Thriving on time pressure and close quarters is the key to working in the challenging environment, especially when the models are running late.

“At Paul Smith’s show last year, the show was starting and we were still missing six models and it was big hair and a structured eye, so a more complicated look.

“We had six chairs laid out and were just waiting for these girls to show up and as the show was starting we were still getting the girls ready to send out.

“We always get it finished somehow.”

Exhilarating, chaotic, and exhausting, those dramatic fuelled backstage moments have lead to some particular memorable and inspiring highlights for Keane.

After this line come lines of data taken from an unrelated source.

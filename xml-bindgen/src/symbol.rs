use crate::model::{Model, ScalarKind, ShapeKind, ShapeRef};
use crate::util::{tok_id, type_name};
use crate::GenError;
use proc_macro2::TokenStream;
use quote::{quote, ToTokens};
use std::collections::HashMap;

/// A Rust type as it appears in generated code.
#[derive(Debug, Clone, PartialEq, Eq)]
pub enum RustType {
    String,
    Bool,
    I8,
    I16,
    I32,
    I64,
    F32,
    F64,
    Blob,
    DateTime,
    Vec(Box<RustType>),
    HashMap(Box<RustType>, Box<RustType>),
    /// A generated struct, union or enum.
    Named(String),
    Boxed(Box<RustType>),
}

impl RustType {
    fn scalar(kind: ScalarKind) -> RustType {
        match kind {
            ScalarKind::String => RustType::String,
            ScalarKind::Boolean => RustType::Bool,
            ScalarKind::Byte => RustType::I8,
            ScalarKind::Short => RustType::I16,
            ScalarKind::Integer => RustType::I32,
            ScalarKind::Long => RustType::I64,
            ScalarKind::Float => RustType::F32,
            ScalarKind::Double => RustType::F64,
            ScalarKind::Timestamp => RustType::DateTime,
            ScalarKind::Blob => RustType::Blob,
        }
    }
}

impl ToTokens for RustType {
    fn to_tokens(&self, tokens: &mut TokenStream) {
        tokens.extend(match self {
            RustType::String => quote!(::std::string::String),
            RustType::Bool => quote!(bool),
            RustType::I8 => quote!(i8),
            RustType::I16 => quote!(i16),
            RustType::I32 => quote!(i32),
            RustType::I64 => quote!(i64),
            RustType::F32 => quote!(f32),
            RustType::F64 => quote!(f64),
            RustType::Blob => quote!(::xml_wire::Blob),
            RustType::DateTime => quote!(::xml_wire::DateTime),
            RustType::Vec(item) => quote!(::std::vec::Vec<#item>),
            RustType::HashMap(key, value) => quote!(::std::collections::HashMap<#key, #value>),
            RustType::Named(name) => tok_id(name).into_token_stream(),
            RustType::Boxed(inner) => quote!(::std::boxed::Box<#inner>),
        })
    }
}

#[derive(Debug, Clone, Copy, PartialEq, Eq)]
pub enum SymbolClass {
    Scalar(ScalarKind),
    Collection,
    Struct,
    Union,
    Enum,
}

#[derive(Debug, Clone, PartialEq, Eq)]
pub struct TypeSymbol {
    pub ty: RustType,
    pub class: SymbolClass,
    pub is_boxed: bool,
}

/// Rust types for every shape of a boxed model.
#[derive(Debug)]
pub struct SymbolTable {
    symbols: HashMap<String, TypeSymbol>,
}

struct Resolver<'m> {
    model: &'m Model,
    done: HashMap<String, TypeSymbol>,
    active: Vec<&'m str>,
}

impl<'m> Resolver<'m> {
    fn shape(&mut self, name: &'m str) -> Result<TypeSymbol, GenError> {
        if let Some(symbol) = self.done.get(name) {
            return Ok(symbol.clone());
        }
        let model = self.model;
        let shape = model.shape(name).ok_or_else(|| GenError::UnknownShape {
            shape: name.to_owned(),
            target: name.to_owned(),
        })?;
        let (ty, class) = match &shape.kind {
            ShapeKind::Scalar(kind) => (RustType::scalar(*kind), SymbolClass::Scalar(*kind)),
            ShapeKind::Struct(_) => (RustType::Named(type_name(name)), SymbolClass::Struct),
            ShapeKind::Union(_) => (RustType::Named(type_name(name)), SymbolClass::Union),
            ShapeKind::Enum(_) => (RustType::Named(type_name(name)), SymbolClass::Enum),
            ShapeKind::List { member } => {
                self.enter(name)?;
                let item = self.reference(&member.target);
                self.active.pop();
                (RustType::Vec(Box::new(item?.ty)), SymbolClass::Collection)
            }
            ShapeKind::Map { key, value } => {
                self.enter(name)?;
                let entry = self
                    .reference(&key.target)
                    .and_then(|k| Ok((k, self.reference(&value.target)?)));
                self.active.pop();
                let (key, value) = entry?;
                (
                    RustType::HashMap(Box::new(key.ty), Box::new(value.ty)),
                    SymbolClass::Collection,
                )
            }
        };
        let symbol = TypeSymbol {
            ty,
            class,
            is_boxed: false,
        };
        self.done.insert(name.to_owned(), symbol.clone());
        Ok(symbol)
    }

    fn enter(&mut self, name: &'m str) -> Result<(), GenError> {
        if self.active.contains(&name) {
            return Err(GenError::AnonymousCycle {
                shape: name.to_owned(),
            });
        }
        self.active.push(name);
        Ok(())
    }

    fn reference(&mut self, target: &'m ShapeRef) -> Result<TypeSymbol, GenError> {
        let symbol = self.shape(&target.target)?;
        Ok(boxed(symbol, target.indirect))
    }
}

fn boxed(symbol: TypeSymbol, indirect: bool) -> TypeSymbol {
    if !indirect {
        return symbol;
    }
    TypeSymbol {
        ty: RustType::Boxed(Box::new(symbol.ty)),
        is_boxed: true,
        ..symbol
    }
}

impl SymbolTable {
    /// Fails on references to unknown shapes and on cycles that pass through
    /// lists and maps only.
    pub fn resolve(model: &Model) -> Result<SymbolTable, GenError> {
        for shape in model.shapes.values() {
            for (_, target) in shape.refs() {
                if model.shape(&target.target).is_none() {
                    return Err(GenError::UnknownShape {
                        shape: shape.name.clone(),
                        target: target.target.clone(),
                    });
                }
            }
        }
        let mut resolver = Resolver {
            model,
            done: HashMap::new(),
            active: vec![],
        };
        for name in model.shapes.keys() {
            resolver.shape(name)?;
        }
        Ok(SymbolTable {
            symbols: resolver.done,
        })
    }

    pub fn shape(&self, name: &str) -> Option<&TypeSymbol> {
        self.symbols.get(name)
    }

    /// The type of a reference: the target's type, boxed when the reference
    /// is indirect.
    pub fn for_ref(&self, target: &ShapeRef) -> Option<TypeSymbol> {
        self.shape(&target.target)
            .map(|symbol| boxed(symbol.clone(), target.indirect))
    }
}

Working with amazing designers, including Vivienne Westwood, Mathew Williamson, and Nicole Farhi, is one of Keane’s favourite aspects of her job.

It’s a fact, that Keane has access to MAC’s newest products first, she helps translate the trends you see on the runway into accessible products, giving them the ultimate road test backstage at fashion week.

“At the moment we’ve got the strongest relationship with the artists and product development and they’re just coming out with these amazing products. It’s a great system, tested on models.

“Models’ skin by the end of fashion week is a great testing board,” laughs Keane.

Massively involved in the production of products, Keane’s passion for what she does comes through in everything she does, from her work to when she talks and her passion for the MAC product which she gives her honest feedback after meticulously testing it.

“We’re given a whole load of MAC products at the start of each fashion week and we test them all the way through.

“For instance a bronzing stick, if we’re using that, we advise the product development team and say it could be the wrong colour or it needs to be cooler or it needs to be more matte or it needs to be less sparkly, that’s an example of actual conversations we have.

“They really listen to us.”

So what’s next for Keane, what does the next 20 years hold for her?

“I’ve no idea! I don’t think I could ever not work in make-up, I would really miss it, I would miss the people and MAC the brand. The company has grown hugely in Ireland, we’ve just opened in Derry, I think I’d like to grow with the company and keep doing it. I honestly think we’re going to have a lot of 50- or 60-year-old MAC senior artists wandering around.”


1. Lingering, Spiked and Fling from MAC are my top favourite brow pencils. I use them all the time.

2. Time Check by MAC, is a moisturiser with polymer technology that grasps the foundation and keeps it on.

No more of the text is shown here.